//! Web page render orchestration
//!
//! Turns a locator into image bytes through a pluggable headless browser
//! engine. The orchestrator validates the locator before touching the
//! engine, bounds navigation with a timeout, and releases the engine
//! session on every exit path. Engine failures are classified into
//! [`RenderError`] variants callers can map to client or server errors.

pub mod engine;
pub mod error;
pub mod locator;
pub mod orchestrator;
pub mod types;

#[cfg(feature = "chrome")]
pub mod chrome;

#[cfg(any(test, feature = "testing"))]
pub mod testing;

pub use engine::{RenderEngine, RenderSession};
pub use error::{EngineError, EngineResult, RenderError, Result};
pub use locator::{normalize_locator, validate_locator};
pub use orchestrator::Renderer;
pub use types::{ImageFormat, RenderOptions, RenderTarget, Viewport, WaitPolicy};

#[cfg(feature = "chrome")]
pub use chrome::{ChromeEngine, ChromeOptions};
//! Webshot - screenshot service with a two-tier render cache
//!
//! Renders web pages to images through headless Chrome and keeps the
//! results in memory and on disk so repeat requests skip the browser.

mod config;
mod error;
mod server;
mod service;
mod types;
mod warmer;

use crate::config::Config;
use crate::error::{Result, ServerError};
use crate::server::{start_server, ServerState, SharedState};
use crate::service::ScreenshotService;
use std::sync::Arc;
use tracing::info;
use tracing_subscriber::{prelude::*, EnvFilter};
use webshot_cache::CacheStore;
use webshot_render::{ChromeEngine, Renderer};

#[tokio::main]
async fn main() -> Result<()> {
    // Initialize logging
    let env_filter = EnvFilter::from_default_env()
        .add_directive("webshot_server=info".parse()?)
        .add_directive("webshot_cache=info".parse()?)
        .add_directive("webshot_render=info".parse()?);

    // Use JSON format for GCP Cloud Logging when LOG_FORMAT=json
    if std::env::var("LOG_FORMAT")
        .map(|v| v == "json")
        .unwrap_or(false)
    {
        tracing_subscriber::registry()
            .with(env_filter)
            .with(tracing_stackdriver::layer())
            .init();
    } else {
        tracing_subscriber::fmt().with_env_filter(env_filter).init();
    };

    info!("Starting Webshot...");

    let config = Config::from_env()?;
    info!("Port: {}", config.port);
    info!("Cache dir: {:?}", config.cache_dir);
    info!("Cache TTL: {} seconds", config.cache_ttl_secs);
    info!(
        "Memory cache limit: {} MB",
        config.memory_cache_max_bytes / (1024 * 1024)
    );
    info!(
        "Viewport: {}x{} @{} ({})",
        config.viewport_width,
        config.viewport_height,
        config.device_scale_factor,
        config.image_format
    );

    let cache = CacheStore::open(config.cache_config()).await?;
    cache.start_sweeper(config.cleanup_interval()).await;

    let engine = Arc::new(ChromeEngine::new(config.chrome_options()));
    let renderer = Arc::new(Renderer::new(engine, config.max_concurrent_renders));
    let service = ScreenshotService::new(cache.clone(), renderer, config.render_defaults());

    let state: SharedState = Arc::new(ServerState::new(service));

    // Serve until SIGINT/SIGTERM
    let served = start_server(state, config.port)
        .await
        .map_err(ServerError::from);

    cache.shutdown().await;
    info!("Shutdown complete");
    served
}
====
WORK TO COMPLETE – Starting with the line above that holds "pub mod chrome;" and stopping with the line that holds "use tracing::info;", reproduce each line exactly, omitting all other lines.

RESPONSE TO THIS EXERCISE –
pub mod chrome;

#[cfg(any(test, feature = "testing"))]
pub mod testing;

pub use engine::{RenderEngine, RenderSession};
pub use error::{EngineError, EngineResult, RenderError, Result};
pub use locator::{normalize_locator, validate_locator};
pub use orchestrator::Renderer;
pub use types::{ImageFormat, RenderOptions, RenderTarget, Viewport, WaitPolicy};

#[cfg(feature = "chrome")]
pub use chrome::{ChromeEngine, ChromeOptions};
//! Webshot - screenshot service with a two-tier render cache
//!
//! Renders web pages to images through headless Chrome and keeps the
//! results in memory and on disk so repeat requests skip the browser.

mod config;
mod error;
mod server;
mod service;
mod types;
mod warmer;

use crate::config::Config;
use crate::error::{Result, ServerError};
use crate::server::{start_server, ServerState, SharedState};
use crate::service::ScreenshotService;
use std::sync::Arc;
use tracing::info;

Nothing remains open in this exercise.